Readers may be drawn to the impassioned, spirited, exciting and mercurial hero figure. In real life we often find of these people over-emotional, high-strung, frenzied and hot-tempered. So this kind of protagonist needs a balancing factor. A good place to find the appropriate personality for the mentor or sidekick to assists your hero is in research on creativity in business. Creativity is no long the domain of eccentric inventors, impractical daydreamers, and those living in garrets on the edge of poverty. In the business community it has become a buzzword for bolstering a faltering company. But the wise sociologist realizes that creativity is strongly related to non-conformity. And, non-conformists rub many people the wrong way. The latest trend in innovation research tries to define the various creative styles that will support each other (and bolster the company’s bottom line). These are excellent resources to use as the basis of your characters.

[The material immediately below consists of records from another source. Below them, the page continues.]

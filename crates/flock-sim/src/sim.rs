//! The `Sim` struct and its step loop.

use flock_agent::{AgentRngs, BehaviorStore};
use flock_behavior::{BehaviorEvent, Command, Coordinator, InteractionConfig};
use flock_core::{AgentId, AgentState, FlockError, SimConfig, StepClock, USER_AGENT, Vec2};
use flock_field::{FlockConfig, FrameBuffer, Integrator};

use crate::{SimObserver, SimResult};

/// The main simulation runner.
///
/// `Sim` owns all state and drives the per-step protocol:
///
/// 1. **Integrate**: the integrator reads the front frame and the discrete
///    state and writes the next positions/velocities into the back frame.
/// 2. **Coordinate**: the coordinator scans the *front* frame (one step
///    stale by design), applies queued commands, and mutates the discrete
///    state.  The clock is sampled exactly once for the whole scan.
/// 3. **Publish**: the back frame becomes the new front.
/// 4. **Dispatch**: the scan's buffered events reach the observer — after
///    the step, so a hook can never re-enter a scan in progress.
///
/// Create via [`SimBuilder`][crate::SimBuilder].
pub struct Sim {
    /// Global configuration (agent count, total ticks, seed, …).
    pub config: SimConfig,

    /// Simulation clock — tracks the current tick and maps it to simulated
    /// milliseconds.
    pub clock: StepClock,

    /// Continuous-motion tuning (speeds, steering radii, arena size).
    pub flock: FlockConfig,

    /// Discrete-interaction tuning (collision radii, timers, capacities).
    /// Read fresh every scan, so mutating it between steps is fine.
    pub interaction: InteractionConfig,

    /// Double-buffered position snapshots.  Consumers read `frames.front()`.
    pub frames: FrameBuffer,

    /// All discrete agent state (SoA arrays).  Written by the coordinator,
    /// read by the integrator.
    pub behavior: BehaviorStore,

    /// Per-agent deterministic RNGs, separated for the split-borrow pattern.
    pub rngs: AgentRngs,

    /// The discrete-state coordinator: pair registry, cooldowns, holds,
    /// encounter cursor, and the external command queue.
    pub coordinator: Coordinator,

    /// Host-controlled liveness flags, synced into the store each scan.
    pub alive: Vec<bool>,
}

impl Sim {
    // ── Public API ────────────────────────────────────────────────────────

    /// Run the simulation from the current tick to `config.end_tick()`.
    ///
    /// Calls observer hooks at every step boundary.  Use
    /// [`NoopObserver`][crate::NoopObserver] if you don't need callbacks.
    pub fn run<O: SimObserver>(&mut self, observer: &mut O) {
        while self.clock.current_tick < self.config.end_tick() {
            self.step(observer);
        }
        observer.on_sim_end(self.clock.current_tick);
    }

    /// Run exactly `n` steps from the current position (ignores `end_tick`).
    ///
    /// Useful for tests and incremental stepping.
    pub fn run_steps<O: SimObserver>(&mut self, n: u64, observer: &mut O) {
        for _ in 0..n {
            self.step(observer);
        }
    }

    /// Advance the simulation by one step, returning the events it produced.
    pub fn step<O: SimObserver>(&mut self, observer: &mut O) -> Vec<BehaviorEvent> {
        let now = self.clock.current_tick;
        observer.on_step_start(now);

        // ── 1. integration pass: back ← rule(front, behavior) ─────────────
        Integrator::step(&self.flock, &self.behavior, &mut self.frames, now);

        // ── 2. coordinator scan against the still-unpublished front ───────
        let now_ms = self.clock.now_ms();
        let events = self.coordinator.step(
            &self.interaction,
            now_ms,
            self.frames.front(),
            &self.alive,
            &mut self.behavior,
            &mut self.rngs,
        );

        // ── 3. publish the freshly written frame ──────────────────────────
        self.frames.publish();

        // ── 4. dispatch buffered events ───────────────────────────────────
        for event in &events {
            match *event {
                BehaviorEvent::Paired { a, b } => observer.on_paired(now, a, b),
                BehaviorEvent::EncounterChanged(agent) => {
                    observer.on_encounter_changed(now, agent);
                }
                BehaviorEvent::WaypointReward(agent) => {
                    observer.on_waypoint_reward(now, agent);
                }
            }
        }
        observer.on_step_end(now, &events);

        if self.config.snapshot_interval_ticks > 0
            && now.0.is_multiple_of(self.config.snapshot_interval_ticks)
        {
            observer.on_snapshot(now, self.frames.front(), &self.behavior);
        }

        self.clock.advance();
        events
    }

    // ── External commands ─────────────────────────────────────────────────
    //
    // Commands queue here and apply at the start of the *next* scan, in
    // submission order.  Validation happens up front so a typo'd id fails
    // loudly instead of silently dropping mid-step.

    /// Redirect `agent` toward `target`, breaking any frozen pair it is in.
    pub fn request_seek(&mut self, agent: AgentId, target: Vec2) -> SimResult<()> {
        self.ensure_agent(agent)?;
        self.coordinator.push_command(Command::Seek { agent, target });
        Ok(())
    }

    /// Freeze `target` facing the user and walk the user to a stand-off
    /// point in front of it.  The user cannot greet itself.
    pub fn request_greet(&mut self, target: AgentId) -> SimResult<()> {
        self.ensure_agent(target)?;
        if target == USER_AGENT {
            return Err(FlockError::InvalidAgent(target).into());
        }
        self.coordinator.push_command(Command::Greet { target });
        Ok(())
    }

    /// Halt `agent` in place, keeping its current facing.
    pub fn release(&mut self, agent: AgentId) -> SimResult<()> {
        self.ensure_agent(agent)?;
        self.coordinator.push_command(Command::Release { agent });
        Ok(())
    }

    /// Flip `agent`'s liveness flag.  The state transition (to `Inactive`,
    /// or back out of it) lands during the next scan's liveness sync.
    pub fn set_alive(&mut self, agent: AgentId, alive: bool) -> SimResult<()> {
        self.ensure_agent(agent)?;
        self.alive[agent.index()] = alive;
        Ok(())
    }

    // ── Queries ───────────────────────────────────────────────────────────

    #[inline]
    pub fn agent_count(&self) -> usize {
        self.behavior.count
    }

    /// The clock sample the next scan will use.
    #[inline]
    pub fn now_ms(&self) -> u64 {
        self.clock.now_ms()
    }

    pub fn state(&self, agent: AgentId) -> SimResult<AgentState> {
        self.ensure_agent(agent)?;
        Ok(self.behavior.state(agent))
    }

    /// Seek target, if `agent` is currently `Seeking` toward one.
    pub fn target(&self, agent: AgentId) -> SimResult<Option<Vec2>> {
        self.ensure_agent(agent)?;
        Ok(self.behavior.target(agent))
    }

    /// Facing direction (meaningful while `Frozen`).
    pub fn facing(&self, agent: AgentId) -> SimResult<Vec2> {
        self.ensure_agent(agent)?;
        Ok(self.behavior.facing(agent))
    }

    /// Position from the last published frame.
    pub fn position(&self, agent: AgentId) -> SimResult<Vec2> {
        self.ensure_agent(agent)?;
        Ok(self.frames.front().position(agent))
    }

    /// Velocity from the last published frame.
    pub fn velocity(&self, agent: AgentId) -> SimResult<Vec2> {
        self.ensure_agent(agent)?;
        Ok(self.frames.front().velocity(agent))
    }

    /// The currently reported nearest-to-user agent, if any.
    #[inline]
    pub fn encounter(&self) -> Option<AgentId> {
        self.coordinator.encounter()
    }

    #[inline]
    pub fn frozen_pair_count(&self) -> usize {
        self.coordinator.frozen_pair_count()
    }

    fn ensure_agent(&self, agent: AgentId) -> SimResult<()> {
        if self.behavior.contains(agent) {
            Ok(())
        } else {
            Err(FlockError::InvalidAgent(agent).into())
        }
    }
}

For example, Kirton Adaption-Innovation Inventory describes Adaption and Innovation as styles of creativity. However, at close examination the different styles are related to levels of conformity/non-conformity. This inventory scores people on a continuum ranging from working with the system to challenging the system. 
The Spontaneous approach is marked by freedom from constraint and traditions. It is an ADHD style that focuses on many goals at once, impatiently jumping from one thing to the other–the feeling approach to coming up with solutions to the major conflict in your story. (Consider the similarities with the ill-prepared character on a mission to right an injustice.)
The Conceptual approach is centered on formulating new ideas, different alternatives, innovative concepts, and creating an overall plan. This is the problem solving style of the thinking person. (Think of the highly intelligent, but eccentric private detective.)
The Normative approach requires putting new ideas into a familiar context, based on past experiences. People employing this approach need to know the consequences beforehand. This play-it-safe style is mostly conformist. These people follow rather than lead when it comes to original ideas, but these are the kind of people that end up in leadership positions. (For example, the police chief who just can’t see the possible answers that the private detective can in many mystery novels.)
The Methodical approach is not really creative at all but focused on proven solutions and creating order. However, a spontaneous or conceptual person people can become methodical and adopt a step-by-step procedure when it comes to testing their novel ideas. Or you can simply add a methodical sidekick with the detailed know-how to make the hero’s far out idea work.
Fahden’s & Namakkal’s research has led to profiles that identifies people as the Creator, who invents with the new idea, the Advancer who recognizes this far out idea as a possible solution, the Refiner who methodically figures out what the consequences are going to be, and finally the Executor who pays attention to all the details.  This group seems to work as well in producing new products in real life as it does in fiction for the elite criminals involved in a high-stakes heist or the core group intent on carrying out some covert activity.
No one is purely creative or purely uncreative, so no one fits completely into any category. Most people use all of these approaches at one time or the other when faced with the “major conflict,” but they show a definite preference of one type of approach. So feel free to have your protagonist switch their approach occasionally when it makes sense. In fact, this would be a good idea for all major characters, even your antagonist.